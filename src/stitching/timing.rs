use std::collections::HashMap;
use std::time::{Duration, Instant};

use serde::Serialize;
use tracing::info;

#[derive(Debug, Clone, Serialize)]
pub struct StepTiming {
    pub name: String,
    #[serde(rename = "millis", serialize_with = "as_millis")]
    pub duration: Duration,
}

#[derive(Debug, Default, Clone)]
pub struct PlanTimings {
    steps: Vec<StepTiming>,
    step_map: HashMap<String, Duration>,
}

impl PlanTimings {
    pub fn new() -> Self {
        Self::default()
    }

    pub fn add_step(&mut self, name: impl Into<String>, duration: Duration) {
        let name = name.into();
        self.steps.push(StepTiming {
            name: name.clone(),
            duration,
        });
        *self.step_map.entry(name).or_insert(Duration::ZERO) += duration;
    }

    /// Time `f` and record it under `name`.
    pub fn measure<T>(&mut self, name: &str, f: impl FnOnce() -> T) -> T {
        let timer = Timer::start(name);
        let value = f();
        let (name, duration) = timer.stop();
        self.add_step(name, duration);
        value
    }

    pub fn total_duration(&self) -> Duration {
        self.steps.iter().map(|s| s.duration).sum()
    }

    pub fn get_step(&self, name: &str) -> Option<Duration> {
        self.step_map.get(name).copied()
    }

    pub fn steps(&self) -> &[StepTiming] {
        &self.steps
    }

    pub fn summary(&self) -> String {
        let total = self.total_duration();
        let mut out = String::from("Plan Timing Summary:\n");
        out.push_str(&format!("{:-<60}\n", ""));
        for step in &self.steps {
            let percentage = if total.as_secs_f64() > 0.0 {
                (step.duration.as_secs_f64() / total.as_secs_f64()) * 100.0
            } else {
                0.0
            };
            out.push_str(&format!(
                "{:<30} {:>12.3}ms ({:>5.1}%)\n",
                step.name,
                step.duration.as_secs_f64() * 1000.0,
                percentage
            ));
        }
        out.push_str(&format!("{:-<60}\n", ""));
        out.push_str(&format!("{:<30} {:>12.3}ms\n", "Total", total.as_secs_f64() * 1000.0));
        out
    }

    pub fn log_summary(&self) {
        for step in &self.steps {
            info!(step = %step.name, millis = step.duration.as_secs_f64() * 1000.0, "Step timing");
        }
        info!(millis = self.total_duration().as_secs_f64() * 1000.0, "Total plan time");
    }
}

pub struct Timer {
    start: Instant,
    name: String,
}

impl Timer {
    pub fn start(name: impl Into<String>) -> Self {
        Self {
            start: Instant::now(),
            name: name.into(),
        }
    }

    pub fn stop(self) -> (String, Duration) {
        (self.name, self.start.elapsed())
    }
}

fn as_millis<S: serde::Serializer>(duration: &Duration, serializer: S) -> Result<S::Ok, S::Error> {
    serializer.serialize_f64(duration.as_secs_f64() * 1000.0)
}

┄┄┄┄┄┄┄┄┄┄┄┄┄┄┄┄┄┄┄┄

-- Exercise description --
Retype exactly the lines of the data above, starting at its first line and finishing with the line that has "let mut out" in it.

-- Response to the exercise --
filename src/stitching/timing.rs
use std::collections::HashMap;
use std::time::{Duration, Instant};

use serde::Serialize;
use tracing::info;

#[derive(Debug, Clone, Serialize)]
pub struct StepTiming {
    pub name: String,
    #[serde(rename = "millis", serialize_with = "as_millis")]
    pub duration: Duration,
}

#[derive(Debug, Default, Clone)]
pub struct PlanTimings {
    steps: Vec<StepTiming>,
    step_map: HashMap<String, Duration>,
}

impl PlanTimings {
    pub fn new() -> Self {
        Self::default()
    }

    pub fn add_step(&mut self, name: impl Into<String>, duration: Duration) {
        let name = name.into();
        self.steps.push(StepTiming {
            name: name.clone(),
            duration,
        });
        *self.step_map.entry(name).or_insert(Duration::ZERO) += duration;
    }

    /// Time `f` and record it under `name`.
    pub fn measure<T>(&mut self, name: &str, f: impl FnOnce() -> T) -> T {
        let timer = Timer::start(name);
        let value = f();
        let (name, duration) = timer.stop();
        self.add_step(name, duration);
        value
    }

    pub fn total_duration(&self) -> Duration {
        self.steps.iter().map(|s| s.duration).sum()
    }

    pub fn get_step(&self, name: &str) -> Option<Duration> {
        self.step_map.get(name).copied()
    }

    pub fn steps(&self) -> &[StepTiming] {
        &self.steps
    }

    pub fn summary(&self) -> String {
        let total = self.total_duration();
        let mut out = String::from("Plan Timing Summary:\n");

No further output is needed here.